Solanum pubescens is a wild shrub found in the foot hill areas of southern India. It is very closely related to the Turkey berry (Solanum torvum). This shrub does not have spines; leaves are smaller in size covered with dense sticky hairs. Flowers are larger, purple to violet, the flowering and fruiting is seasonal in S. pubescens. Flowering will occur from August to December. The fruits are around 1.2 cm diameter and is more bitter. Matured fruits change in color to orange.

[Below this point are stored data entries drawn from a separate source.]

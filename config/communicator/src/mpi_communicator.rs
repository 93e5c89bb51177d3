use std::fmt::Debug;

use mpi::{
    collective::SystemOperation,
    environment::Universe,
    topology::SimpleCommunicator,
    traits::{Communicator as _, CommunicatorCollectives},
};

use crate::{CommError, CommResult, Communicator, CommunicatorKind, ReduceOp};

/// One MPI process per participant.
///
/// The value owns the MPI environment: MPI is initialized by [`MPICommunicator::new`] and
/// finalized when the communicator is dropped, so it should live for the whole `main`.
pub struct MPICommunicator {
    // declared before `universe` so the world handle is released first
    world: SimpleCommunicator,
    universe: Universe,
    world_size: i32,
    world_rank: i32,
}

impl Debug for MPICommunicator {
    fn fmt(&self, f: &mut std::fmt::Formatter<'_>) -> std::fmt::Result {
        f.debug_struct("MPICommunicator")
            .field("buffer_size", &self.universe.buffer_size())
            .field("world_size", &self.world_size)
            .field("world_rank", &self.world_rank)
            .finish()
    }
}

// Note: only compares the position in the group
impl PartialEq for MPICommunicator {
    fn eq(&self, other: &Self) -> bool {
        self.world_rank == other.world_rank && self.world_size == other.world_size
    }
}

impl MPICommunicator {
    /// Initialize MPI with the launcher's arguments and environment.
    ///
    /// mpi::initialize() returns None when MPI is already up in this process.
    pub fn new() -> CommResult<Self> {
        let universe = mpi::initialize().ok_or(CommError::AlreadyInitialized)?;
        let world = universe.world();
        let world_size = world.size();
        let world_rank = world.rank();
        log::debug!("MPI initialized: rank {} of {}", world_rank, world_size);

        Ok(Self {
            world,
            universe,
            world_size,
            world_rank,
        })
    }

    #[inline]
    fn system_op(op: ReduceOp) -> SystemOperation {
        match op {
            ReduceOp::Sum => SystemOperation::sum(),
            ReduceOp::Max => SystemOperation::max(),
            ReduceOp::Min => SystemOperation::min(),
        }
    }
}

impl Communicator for MPICommunicator {
    const KIND: CommunicatorKind = CommunicatorKind::Mpi;

    #[inline(always)]
    fn world_size(&self) -> usize {
        self.world_size as usize
    }

    #[inline(always)]
    fn world_rank(&self) -> usize {
        self.world_rank as usize
    }

    #[inline(always)]
    fn barrier(&self) {
        self.world.barrier();
    }

    #[inline]
    fn all_reduce_f64(&self, local: f64, op: ReduceOp) -> f64 {
        if self.is_single_process() {
            return local;
        }
        let mut global = op.identity();
        self.world.all_reduce_into(&local, &mut global, Self::system_op(op));
        global
    }

    #[inline]
    fn all_gather_u64(&self, local: u64) -> Vec<u64> {
        if self.is_single_process() {
            return vec![local];
        }
        let mut gathered = vec![0u64; self.world_size()];
        self.world.all_gather_into(&local, &mut gathered[..]);
        gathered
    }
}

It can be found in peninsular India and Sri Lanka.

==Vernacular names==
Tam: Kaattu sundai kaai, Tel: Usthi kaai

==Uses==
The foliage is used as green manure for paddy cultivation. Immature fruits are very bitter to taste, it is consumed just like bitter guard. It helps to heal bowel complains and joint pains. Unripe fruits are slightly crushed in order to remove the seeds and then dried. Dried fruits are used in cooking. It is of more economic importance. Several ton dried fruits are coming to the market every year. Local inhabitants able to get some revenue out of it. Solanum torvum is also used for the same purpose, but it is not bitter to taste.

==Chemical constituents==
Leaves contain Tri hydroxy flavone derivatives, Trihydroxy steroidal alkaloides : Solanopubamine, Solanopubamides A & B.